Three shortcomings of the current Best Effort (BE) routing protocol, which is widely used on Internet currently, has been addressed in this chapter. First, the equal treatment of all traffic types can be considered a great deficiency in the BE protocol since applications sensitivities towards delay and packet loss are different [84]. This chapter proposes dealing in different ways with the different traffic types to offer an enhanced QoS. Secondly, the blind view of BE routing protocol to the type of traffic results in an unbalanced distribution of traffic over network links causing some links to become congested and others not and is a second drawback in the current Internet [85]. Weighted Dijktra Algorithm was deployed in this chapter to balance the load over the links, which in turn will decrease the amount of loss and thus enhance the QoS. Finally, another challenge was tackled through this chapter to provide an extra free space over the network's links to widen the scope of services being offered to the users, such as including broadcast multicasting, whilst maintaining the QoS within an acceptable range.

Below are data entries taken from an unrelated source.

//! Pullback entry trigger, evaluated at the close of the signal day.
//!
//! All must hold on D:
//! 1. low <= EMA and close >= EMA
//! 2. short-window mean volume < baseline mean volume
//! 3. RSI within [rsi_lower, rsi_upper]
//! 4. ATR available for sizing
//!
//! The opening-gap check runs later, at fill time, against the fill-day open.

use chrono::NaiveDate;
use serde::Serialize;
use std::collections::HashMap;
use std::fmt;

use crate::domain::code_data::CodeData;
use crate::domain::config::EntryConfig;
use crate::domain::indicator::IndicatorType;
use crate::domain::momentum::WatchlistEntry;
use crate::domain::ohlcv::OhlcvBar;

#[derive(Debug, Clone, Copy, PartialEq, Eq, Serialize)]
#[serde(rename_all = "snake_case")]
pub enum TriggerType {
    EmaPullback,
}

impl fmt::Display for TriggerType {
    fn fmt(&self, f: &mut fmt::Formatter<'_>) -> fmt::Result {
        match self {
            TriggerType::EmaPullback => write!(f, "ema_pullback"),
        }
    }
}

#[derive(Debug, Clone, PartialEq, Serialize)]
pub struct Signal {
    pub code: String,
    pub sector: String,
    pub date: NaiveDate,
    pub trigger: TriggerType,
    pub rank: usize,
    pub signal_close: f64,
    pub atr: f64,
}

pub fn required_indicators(config: &EntryConfig, atr_period: usize) -> Vec<IndicatorType> {
    vec![
        IndicatorType::Ema(config.ema_period),
        IndicatorType::VolumeSma(config.volume_pullback_window),
        IndicatorType::VolumeSma(config.volume_baseline_window),
        IndicatorType::Rsi(config.rsi_period),
        IndicatorType::Atr(atr_period),
    ]
}

/// ATR at `idx` if every trigger condition holds, otherwise `None`.
pub fn check_entry(
    data: &CodeData,
    idx: usize,
    config: &EntryConfig,
    atr_period: usize,
) -> Option<f64> {
    let bar = data.ohlcv.get(idx)?;

    let ema = data.indicator(IndicatorType::Ema(config.ema_period), idx)?;
    if !(bar.low <= ema && bar.close >= ema) {
        return None;
    }

    let recent = data.indicator(IndicatorType::VolumeSma(config.volume_pullback_window), idx)?;
    let baseline = data.indicator(IndicatorType::VolumeSma(config.volume_baseline_window), idx)?;
    if !(recent < baseline) {
        return None;
    }

    let rsi = data.indicator(IndicatorType::Rsi(config.rsi_period), idx)?;
    if !(config.rsi_lower..=config.rsi_upper).contains(&rsi) {
        return None;
    }

    data.indicator(IndicatorType::Atr(atr_period), idx)
}

/// True when the fill bar opens within `max_gap_percent` of the signal close.
pub fn gap_within_limit(fill_bar: &OhlcvBar, signal_close: f64, max_gap_percent: f64) -> bool {
    fill_bar.gap_fraction(signal_close) <= max_gap_percent / 100.0
}

/// Evaluate the watchlist on `date` in rank order. `is_blocked` filters out
/// codes that are held, pending, closed this cycle or cooling down.
pub fn scan_watchlist<F>(
    watchlist: &[WatchlistEntry],
    instruments: &HashMap<&str, &CodeData>,
    date: NaiveDate,
    config: &EntryConfig,
    atr_period: usize,
    is_blocked: F,
) -> Vec<Signal>
where
    F: Fn(&str) -> bool,
{
    watchlist
        .iter()
        .filter(|entry| !is_blocked(&entry.code))
        .filter_map(|entry| {
            let data = instruments.get(entry.code.as_str())?;
            let idx = data.get_bar_index(date)?;
            let atr = check_entry(data, idx, config, atr_period)?;
            Some(Signal {
                code: entry.code.clone(),
                sector: entry.sector.clone(),
                date,
                trigger: TriggerType::EmaPullback,
                rank: entry.rank,
                signal_close: data.ohlcv[idx].close,
                atr,
            })
        })
        .collect()
}
//! Exponential Moving Average indicator.
//!
//! k = 2/(n+1), seed with first SMA, then EMA[i] = C[i]*k + EMA[i-1]*(1-k).
//! Warmup: first (n-1) bars are invalid.

use crate::domain::indicator::{IndicatorPoint, IndicatorSeries, IndicatorType};
use crate::domain::ohlcv::OhlcvBar;

pub fn calculate_ema(bars: &[OhlcvBar], period: usize) -> IndicatorSeries {
    if period == 0 {
        return IndicatorSeries {
            indicator_type: IndicatorType::Ema(period),
            values: bars.iter().map(|b| IndicatorPoint::invalid(b.date)).collect(),
        };
    }

    let mut values = Vec::with_capacity(bars.len());
    let k = 2.0 / (period as f64 + 1.0);
    let mut ema = 0.0;
    let mut sum = 0.0;

    for (i, bar) in bars.iter().enumerate() {
        if i < period - 1 {
            sum += bar.close;
            values.push(IndicatorPoint::invalid(bar.date));
        } else if i == period - 1 {
            sum += bar.close;
            ema = sum / period as f64;
            values.push(IndicatorPoint::valid(bar.date, ema));
        } else {
            ema = bar.close * k + ema * (1.0 - k);
            values.push(IndicatorPoint::valid(bar.date, ema));
        }
    }

    IndicatorSeries {
        indicator_type: IndicatorType::Ema(period),
        values,
    }
}
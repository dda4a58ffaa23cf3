//! Average True Range with Wilder smoothing.
//!
//! TR[0] = high - low; TR[i] = max(H-L, |H-C[i-1]|, |L-C[i-1]|).
//! Seed: mean of the first n true ranges, then ATR[i] = (ATR[i-1]*(n-1) + TR[i]) / n.
//! Warmup: first (n-1) bars are invalid.

use crate::domain::indicator::{IndicatorPoint, IndicatorSeries, IndicatorType};
use crate::domain::ohlcv::OhlcvBar;

pub fn calculate_atr(bars: &[OhlcvBar], period: usize) -> IndicatorSeries {
    if period == 0 {
        return IndicatorSeries {
            indicator_type: IndicatorType::Atr(period),
            values: bars.iter().map(|b| IndicatorPoint::invalid(b.date)).collect(),
        };
    }

    let mut values = Vec::with_capacity(bars.len());
    let mut tr_sum = 0.0;
    let mut atr = 0.0;

    for (i, bar) in bars.iter().enumerate() {
        let tr = if i == 0 {
            bar.high - bar.low
        } else {
            bar.true_range(bars[i - 1].close)
        };

        if i + 1 < period {
            tr_sum += tr;
            values.push(IndicatorPoint::invalid(bar.date));
        } else if i + 1 == period {
            atr = (tr_sum + tr) / period as f64;
            values.push(IndicatorPoint::valid(bar.date, atr));
        } else {
            atr = (atr * (period - 1) as f64 + tr) / period as f64;
            values.push(IndicatorPoint::valid(bar.date, atr));
        }
    }

    IndicatorSeries {
        indicator_type: IndicatorType::Atr(period),
        values,
    }
}

#[cfg(test)]
mod tests {
    use super::*;
    use chrono::NaiveDate;

    fn make_bar(day: u32, high: f64, low: f64, close: f64) -> OhlcvBar {
        OhlcvBar {
            code: "TEST".into(),
            date: NaiveDate::from_ymd_opt(2024, 1, day).unwrap(),
            open: close,
            high,
            low,
            close,
            volume: 1000,
        }
    }

    #[test]
    fn atr_warmup() {
        let bars: Vec<OhlcvBar> = (1..=5).map(|d| make_bar(d, 110.0, 90.0, 100.0)).collect();
        let series = calculate_atr(&bars, 3);

        assert_eq!(series.values.len(), 5);
        assert!(!series.values[0].valid);
        assert!(!series.values[1].valid);
        assert!(series.values[2].valid);
        assert!((series.values[4].value - 20.0).abs() < 1e-9);
    }

    #[test]
    fn atr_seed_and_wilder_smoothing() {
        let bars = vec![
            make_bar(1, 110.0, 100.0, 105.0),
            make_bar(2, 115.0, 105.0, 110.0),
            make_bar(3, 120.0, 110.0, 115.0),
            make_bar(4, 135.0, 115.0, 130.0),
        ];
        let series = calculate_atr(&bars, 3);

        assert!((series.values[2].value - 10.0).abs() < 1e-9);
        let expected = (10.0 * 2.0 + 20.0) / 3.0;
        assert!((series.values[3].value - expected).abs() < 1e-9);
    }

    #[test]
    fn atr_handles_gaps() {
        let bars = vec![
            make_bar(1, 110.0, 100.0, 105.0),
            make_bar(2, 130.0, 120.0, 125.0),
        ];
        let series = calculate_atr(&bars, 2);
        // TR[1] = max(10, |130-105|, |120-105|) = 25 → (10 + 25) / 2
        assert!((series.values[1].value - 17.5).abs() < 1e-9);
    }

    #[test]
    fn atr_insufficient_bars_stays_aligned() {
        let bars: Vec<OhlcvBar> = (1..=2).map(|d| make_bar(d, 110.0, 90.0, 100.0)).collect();
        let series = calculate_atr(&bars, 5);
        assert_eq!(series.values.len(), 2);
        assert!(series.values.iter().all(|p| !p.valid));
    }
}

A lot of Internet
providers have struggled to include TV broadcasting with their services, since most of these attempts failed to provide a known QoS [86]. Balancing loads over links will also help to increase link utilisation in the network. Finally, the propagation delays and traffic losses for traffics over the links were recorded to prove the feasibility of our new traffic management technique, represented by the proposed content oriented routing, for the future Internet. Loads over links were also monitored in this work to find out to what extent our load balancing technique helps to relieve network's congestions.
Section 5.1 introduces the idea of application based routing. Section 5.2 is concerned with network modelling and how the real national network had been implemented in the software. Furthermore, this section lists the types of applications used in our model and categorizes these applications into three main classes according to their QoS requirements. In Section 5.3 the network’s performance was analysed and the results were discussed. Finally the Section 5.4 concludes this chapter.
-What’s new: A routing protocol was suggested to maintain the different applications in
our flow model within pre-set QoS levels.